→ **Activity**
Would you copy each line of the records that includes the word "recorded"?

(Saved entries)
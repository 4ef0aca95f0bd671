// SPDX-License-Identifier: Apache-2.0
// Copyright Open Network Fabric Authors

use std::collections::{BTreeMap, BTreeSet};

use rte::request::RequestFlowCreate;
use tracing::debug;

use crate::Fingerprint;

/// A rule installed on the flow service.
#[derive(Debug, Clone, PartialEq)]
pub struct FlowRecord {
    /// Handle returned by the flow service.
    pub flow_id: u32,
    pub rule: RequestFlowCreate,
}

/// Installed rules, keyed by fingerprint.
///
/// Only rules confirmed by the flow service are recorded. The cache has a single owner which
/// performs every mutation.
#[derive(Debug, Default)]
pub struct FlowCache {
    records: BTreeMap<Fingerprint, FlowRecord>,
}

impl FlowCache {
    #[must_use]
    pub fn new() -> Self {
        Self::default()
    }

    /// Record an installed rule. The first record of a fingerprint wins.
    ///
    /// Returns false if the fingerprint was already recorded.
    pub fn add(&mut self, fingerprint: Fingerprint, flow_id: u32, rule: RequestFlowCreate) -> bool {
        if self.records.contains_key(&fingerprint) {
            debug!("flow {fingerprint} already recorded");
            return false;
        }
        self.records
            .insert(fingerprint, FlowRecord { flow_id, rule });
        true
    }

    pub fn delete(&mut self, fingerprint: &Fingerprint) -> Option<FlowRecord> {
        self.records.remove(fingerprint)
    }

    #[must_use]
    pub fn has(&self, fingerprint: &Fingerprint) -> bool {
        self.records.contains_key(fingerprint)
    }

    #[must_use]
    pub fn get(&self, fingerprint: &Fingerprint) -> Option<&FlowRecord> {
        self.records.get(fingerprint)
    }

    #[must_use]
    pub fn size(&self) -> usize {
        self.records.len()
    }

    #[must_use]
    pub fn is_empty(&self) -> bool {
        self.records.is_empty()
    }

    /// Fingerprints of every record, in order.
    pub fn fingerprints(&self) -> impl Iterator<Item = &Fingerprint> {
        self.records.keys()
    }

    /// Every record whose fingerprint is not in `known`.
    ///
    /// With the fingerprints of the desired rules, these are the rules to tear down.
    #[must_use]
    pub fn complement(&self, known: &[Fingerprint]) -> BTreeMap<Fingerprint, FlowRecord> {
        let known: BTreeSet<&Fingerprint> = known.iter().collect();
        self.records
            .iter()
            .filter(|(fp, _)| !known.contains(fp))
            .map(|(fp, record)| (*fp, record.clone()))
            .collect()
    }
}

→ **Answer area**
/// Only rules confirmed by the flow service are recorded. The cache has a single owner which
    /// Returns false if the fingerprint was already recorded.
            debug!("flow {fingerprint} already recorded");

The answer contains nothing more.